PROBLEM: Your answer should be an exact copy of every record.

Segment Open

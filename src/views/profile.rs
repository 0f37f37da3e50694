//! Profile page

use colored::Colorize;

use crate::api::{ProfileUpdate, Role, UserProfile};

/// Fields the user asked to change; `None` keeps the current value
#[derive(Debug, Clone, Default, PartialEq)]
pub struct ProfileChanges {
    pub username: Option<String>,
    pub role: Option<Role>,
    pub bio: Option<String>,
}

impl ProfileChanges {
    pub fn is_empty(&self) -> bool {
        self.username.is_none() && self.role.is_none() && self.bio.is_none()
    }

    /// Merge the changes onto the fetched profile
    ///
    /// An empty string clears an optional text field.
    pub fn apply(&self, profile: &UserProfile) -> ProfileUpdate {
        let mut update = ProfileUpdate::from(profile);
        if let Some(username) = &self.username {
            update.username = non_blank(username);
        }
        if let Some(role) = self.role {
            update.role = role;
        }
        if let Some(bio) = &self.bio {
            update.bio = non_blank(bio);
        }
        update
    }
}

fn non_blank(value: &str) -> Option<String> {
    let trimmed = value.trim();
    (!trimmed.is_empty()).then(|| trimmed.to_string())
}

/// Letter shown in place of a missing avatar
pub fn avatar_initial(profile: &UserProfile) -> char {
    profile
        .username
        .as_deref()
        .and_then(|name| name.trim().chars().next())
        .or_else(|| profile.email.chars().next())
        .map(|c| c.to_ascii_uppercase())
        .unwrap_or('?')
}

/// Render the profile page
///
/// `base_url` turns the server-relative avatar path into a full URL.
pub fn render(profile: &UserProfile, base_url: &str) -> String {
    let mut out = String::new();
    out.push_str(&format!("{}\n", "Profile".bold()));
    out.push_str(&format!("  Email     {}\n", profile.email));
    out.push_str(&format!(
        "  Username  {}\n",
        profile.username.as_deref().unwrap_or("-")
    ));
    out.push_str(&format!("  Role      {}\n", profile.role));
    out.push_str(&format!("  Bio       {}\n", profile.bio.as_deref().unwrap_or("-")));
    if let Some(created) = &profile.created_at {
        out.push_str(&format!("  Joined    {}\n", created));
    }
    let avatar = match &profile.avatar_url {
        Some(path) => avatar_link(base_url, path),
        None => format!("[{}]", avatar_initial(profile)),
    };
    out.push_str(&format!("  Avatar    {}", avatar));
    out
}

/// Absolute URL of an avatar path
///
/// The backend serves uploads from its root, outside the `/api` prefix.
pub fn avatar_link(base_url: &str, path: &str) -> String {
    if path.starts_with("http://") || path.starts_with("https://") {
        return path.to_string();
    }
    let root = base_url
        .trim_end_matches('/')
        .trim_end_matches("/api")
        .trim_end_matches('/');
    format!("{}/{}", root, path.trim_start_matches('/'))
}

Segment Closed

WRITTEN ANSWER:
filename src/views/profile.rs
repository 0f37f37da3e50694
//! Profile page

use colored::Colorize;

use crate::api::{ProfileUpdate, Role, UserProfile};

/// Fields the user asked to change; `None` keeps the current value
#[derive(Debug, Clone, Default, PartialEq)]
pub struct ProfileChanges {
    pub username: Option<String>,
    pub role: Option<Role>,
    pub bio: Option<String>,
}

impl ProfileChanges {
    pub fn is_empty(&self) -> bool {
        self.username.is_none() && self.role.is_none() && self.bio.is_none()
    }

    /// Merge the changes onto the fetched profile
    ///
    /// An empty string clears an optional text field.
    pub fn apply(&self, profile: &UserProfile) -> ProfileUpdate {
        let mut update = ProfileUpdate::from(profile);
        if let Some(username) = &self.username {
            update.username = non_blank(username);
        }
        if let Some(role) = self.role {
            update.role = role;
        }
        if let Some(bio) = &self.bio {
            update.bio = non_blank(bio);
        }
        update
    }
}

fn non_blank(value: &str) -> Option<String> {
    let trimmed = value.trim();
    (!trimmed.is_empty()).then(|| trimmed.to_string())
}

/// Letter shown in place of a missing avatar
pub fn avatar_initial(profile: &UserProfile) -> char {
    profile
        .username
        .as_deref()
        .and_then(|name| name.trim().chars().next())
        .or_else(|| profile.email.chars().next())
        .map(|c| c.to_ascii_uppercase())
        .unwrap_or('?')
}

/// Render the profile page
///
/// `base_url` turns the server-relative avatar path into a full URL.
pub fn render(profile: &UserProfile, base_url: &str) -> String {
    let mut out = String::new();
    out.push_str(&format!("{}\n", "Profile".bold()));
    out.push_str(&format!("  Email     {}\n", profile.email));
    out.push_str(&format!(
        "  Username  {}\n",
        profile.username.as_deref().unwrap_or("-")
    ));
    out.push_str(&format!("  Role      {}\n", profile.role));
    out.push_str(&format!("  Bio       {}\n", profile.bio.as_deref().unwrap_or("-")));
    if let Some(created) = &profile.created_at {
        out.push_str(&format!("  Joined    {}\n", created));
    }
    let avatar = match &profile.avatar_url {
        Some(path) => avatar_link(base_url, path),
        None => format!("[{}]", avatar_initial(profile)),
    };
    out.push_str(&format!("  Avatar    {}", avatar));
    out
}

/// Absolute URL of an avatar path
///
/// The backend serves uploads from its root, outside the `/api` prefix.
pub fn avatar_link(base_url: &str, path: &str) -> String {
    if path.starts_with("http://") || path.starts_with("https://") {
        return path.to_string();
    }
    let root = base_url
        .trim_end_matches('/')
        .trim_end_matches("/api")
        .trim_end_matches('/');
    format!("{}/{}", root, path.trim_start_matches('/'))
}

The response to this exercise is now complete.